The scripts ethnic_api.R, ethnic_black.R, ethnic_2prace.R, ethnic_hispanic.R, ethnic_aian.R and ethnic_white.R are responsible for create the models to calculate the different possible ethnicities of any last name, based on the information provided by the US “Demographic Aspects of Surnames from Census 2000” . Using the ngram R library along with the library stringdist to calculate the phonetics, the scripts create the different models (one per ethnicity) which are stored in the Models folder.

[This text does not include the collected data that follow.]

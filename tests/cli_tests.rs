//! E2E tests for the pseudo-rss CLI

#![allow(deprecated)] // cargo_bin deprecation - will update when assert_cmd stabilizes replacement

use assert_cmd::Command;
use predicates::prelude::*;
use std::fs;
use tempfile::tempdir;

fn pseudo_rss() -> Command {
    Command::cargo_bin("pseudo-rss").unwrap()
}

#[test]
fn test_help() {
    pseudo_rss()
        .arg("--help")
        .assert()
        .success()
        .stdout(predicate::str::contains("--sameDomain"))
        .stdout(predicate::str::contains("--onlyTextExists"))
        .stdout(predicate::str::contains("--newOnlyDiff"))
        .stdout(predicate::str::contains("--cache"));
}

#[test]
fn test_version() {
    pseudo_rss()
        .arg("--version")
        .assert()
        .success()
        .stdout(predicate::str::contains("pseudo-rss"));
}

#[test]
fn test_format_values() {
    pseudo_rss()
        .arg("--help")
        .assert()
        .success()
        .stdout(predicate::str::contains("docx"));

    pseudo_rss()
        .args(["--format", "xml", "https://example.com"])
        .assert()
        .failure()
        .stderr(predicate::str::contains("invalid value"));
}

#[test]
fn test_no_pages() {
    pseudo_rss()
        .assert()
        .failure()
        .stderr(predicate::str::contains("Usage"));
}

#[test]
fn test_empty_input_file() {
    let dir = tempdir().unwrap();
    let list = dir.path().join("list.csv");
    fs::write(&list, "\n\n").unwrap();

    pseudo_rss()
        .args(["--input", list.to_str().unwrap()])
        .assert()
        .failure()
        .stderr(predicate::str::contains("Usage"));
}

#[test]
fn test_input_file_not_found() {
    pseudo_rss()
        .args(["--input", "nonexistent.csv"])
        .assert()
        .failure()
        .stderr(predicate::str::contains("Failed to read input"));
}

Calculate Distances Between Pairs of Signatures

The script CalculateDistancesTraining.R calculates the distances features between every pair of signatures for each focus name. Using the R library vegan the Jaccard distance is calculated between the title (using each word), the keywords (using each word), the journals referenced, the subjects (using each word), the coauthors (using the focus names) and the ethnicities (using each ethnicity value), for every pair of signatures. The results of this process are then stored in the different distances tables located in the distances schema of the database. Warning: The script has the ability to calculate the distances for only the training and testing sets or for the whole database as well. If you want the first case make sure the variable testing is set to TRUE.

Create the different Models

The script Models.R is responsible for creating the different models for disambiguating the signatures in the database. This script creates four models: Random Forest (using the randomForest R library), Gradient Boost (using the xgboost R library), Support Vector Machine (using the kernlab R library) and Logistic Regression (using the glmnet R library); which are then stored in the Models folder and whose results are then used to run hierarchical clustering (using the base stats R library) to cluster and finally disambiguate the authors. The results of the disambiguation process are then stored in the main.authors_disambiguated table within the database.